*Exercise:* Find the word "RecvError" in the data. Return every line where it appears.

Collected data entries:
------------

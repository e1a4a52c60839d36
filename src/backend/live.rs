use std::future::Future;

use tokio::sync::{broadcast, mpsc};
use tokio::task::JoinHandle;

/// Collections a write can touch. Change marks are coarse on purpose:
/// subscribers re-run their query and push the whole result set, they
/// never try to patch incrementally.
#[derive(Debug, Clone, Copy, PartialEq, Eq)]
pub enum Collection {
    Users,
    Classes,
    Meetings,
    Chats,
    Messages,
    Notifications,
}

/// Process-wide change notification bus. Every committed write calls
/// `notify`; live queries listen and refresh.
#[derive(Debug, Clone)]
pub struct ChangeBus {
    tx: broadcast::Sender<Collection>,
}

impl ChangeBus {
    pub fn new() -> Self {
        let (tx, _) = broadcast::channel(256);
        Self { tx }
    }

    pub fn notify(&self, collection: Collection) {
        // No receivers is fine (nobody is watching yet).
        let _ = self.tx.send(collection);
    }

    pub fn subscribe(&self) -> broadcast::Receiver<Collection> {
        self.tx.subscribe()
    }
}

impl Default for ChangeBus {
    fn default() -> Self {
        Self::new()
    }
}

/// A standing subscription to a filtered/sorted query. The pump task
/// delivers an initial snapshot and then the full result set again after
/// every relevant change. Dropping the handle aborts the pump, which is
/// the teardown contract callers must honor when switching views.
pub struct LiveQuery<T> {
    rx: mpsc::UnboundedReceiver<Vec<T>>,
    task: JoinHandle<()>,
}

impl<T> LiveQuery<T> {
    /// Next pushed snapshot; `None` once the subscription is closed.
    pub async fn recv(&mut self) -> Option<Vec<T>> {
        self.rx.recv().await
    }
}

impl<T> Drop for LiveQuery<T> {
    fn drop(&mut self) {
        self.task.abort();
    }
}

/// Subscribe to `query`, refreshing whenever any of `collections` is
/// marked changed. Query failures are logged and skipped; the
/// subscription stays up and heals on the next change.
pub fn watch<T, F, Fut>(bus: &ChangeBus, collections: Vec<Collection>, query: F) -> LiveQuery<T>
where
    T: Send + 'static,
    F: Fn() -> Fut + Send + 'static,
    Fut: Future<Output = crate::common::error::Result<Vec<T>>> + Send + 'static,
{
    let mut changes = bus.subscribe();
    let (tx, rx) = mpsc::unbounded_channel();

    let task = tokio::spawn(async move {
        match query().await {
            Ok(rows) => {
                if tx.send(rows).is_err() {
                    return;
                }
            }
            Err(e) => log::warn!("[LIVE] Initial snapshot failed: {}", e),
        }

        loop {
            let refresh = match changes.recv().await {
                Ok(c) => collections.contains(&c),
                // Missed marks: refresh unconditionally to catch up.
                Err(broadcast::error::RecvError::Lagged(n)) => {
                    log::warn!("[LIVE] Subscription lagged by {} change marks", n);
                    true
                }
                Err(broadcast::error::RecvError::Closed) => break,
            };
            if !refresh {
                continue;
            }
            match query().await {
                Ok(rows) => {
                    if tx.send(rows).is_err() {
                        break;
                    }
                }
                Err(e) => log::warn!("[LIVE] Snapshot refresh failed: {}", e),
            }
        }
    });

    LiveQuery { rx, task }
}
use std::env;

/// Runtime configuration, loaded once at startup from the environment
/// (with `.env` support). Every key has a default so a bare checkout
/// runs without any setup.
#[derive(Debug, Clone)]
pub struct PortalConfig {
    pub database_url: String,
    pub session_expiry_days: u32,
    pub argon2_salt_length: u32,
    pub max_message_length: usize,
    /// Delay before the assistant's canned reply is appended, in ms.
    pub ai_reply_delay_ms: u64,
    pub login_attempt_limit: u32,
    pub login_attempt_window_secs: i64,
    pub log_level: String,
}

impl PortalConfig {
    pub fn from_env() -> Self {
        dotenvy::dotenv().ok();
        Self {
            database_url: env::var("DATABASE_URL")
                .unwrap_or_else(|_| "sqlite:data/ateneo.db?mode=rwc".to_string()),
            session_expiry_days: env::var("SESSION_EXPIRY_DAYS")
                .ok()
                .and_then(|v| v.parse().ok())
                .unwrap_or(7),
            argon2_salt_length: env::var("ARGON2_SALT_LENGTH")
                .ok()
                .and_then(|v| v.parse().ok())
                .unwrap_or(16),
            max_message_length: env::var("MAX_MESSAGE_LENGTH")
                .ok()
                .and_then(|v| v.parse().ok())
                .unwrap_or(2048),
            ai_reply_delay_ms: env::var("AI_REPLY_DELAY_MS")
                .ok()
                .and_then(|v| v.parse().ok())
                .unwrap_or(1000),
            login_attempt_limit: env::var("LOGIN_ATTEMPT_LIMIT")
                .ok()
                .and_then(|v| v.parse().ok())
                .unwrap_or(5),
            login_attempt_window_secs: env::var("LOGIN_ATTEMPT_WINDOW_SECS")
                .ok()
                .and_then(|v| v.parse().ok())
                .unwrap_or(300),
            log_level: env::var("LOG_LEVEL").unwrap_or_else(|_| "info".to_string()),
        }
    }
}

impl Default for PortalConfig {
    fn default() -> Self {
        Self {
            database_url: "sqlite:data/ateneo.db?mode=rwc".to_string(),
            session_expiry_days: 7,
            argon2_salt_length: 16,
            max_message_length: 2048,
            ai_reply_delay_ms: 1000,
            login_attempt_limit: 5,
            login_attempt_window_secs: 300,
            log_level: "info".to_string(),
        }
    }
}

------------

*Answer section:*
                Err(broadcast::error::RecvError::Lagged(n)) => {
                Err(broadcast::error::RecvError::Closed) => break,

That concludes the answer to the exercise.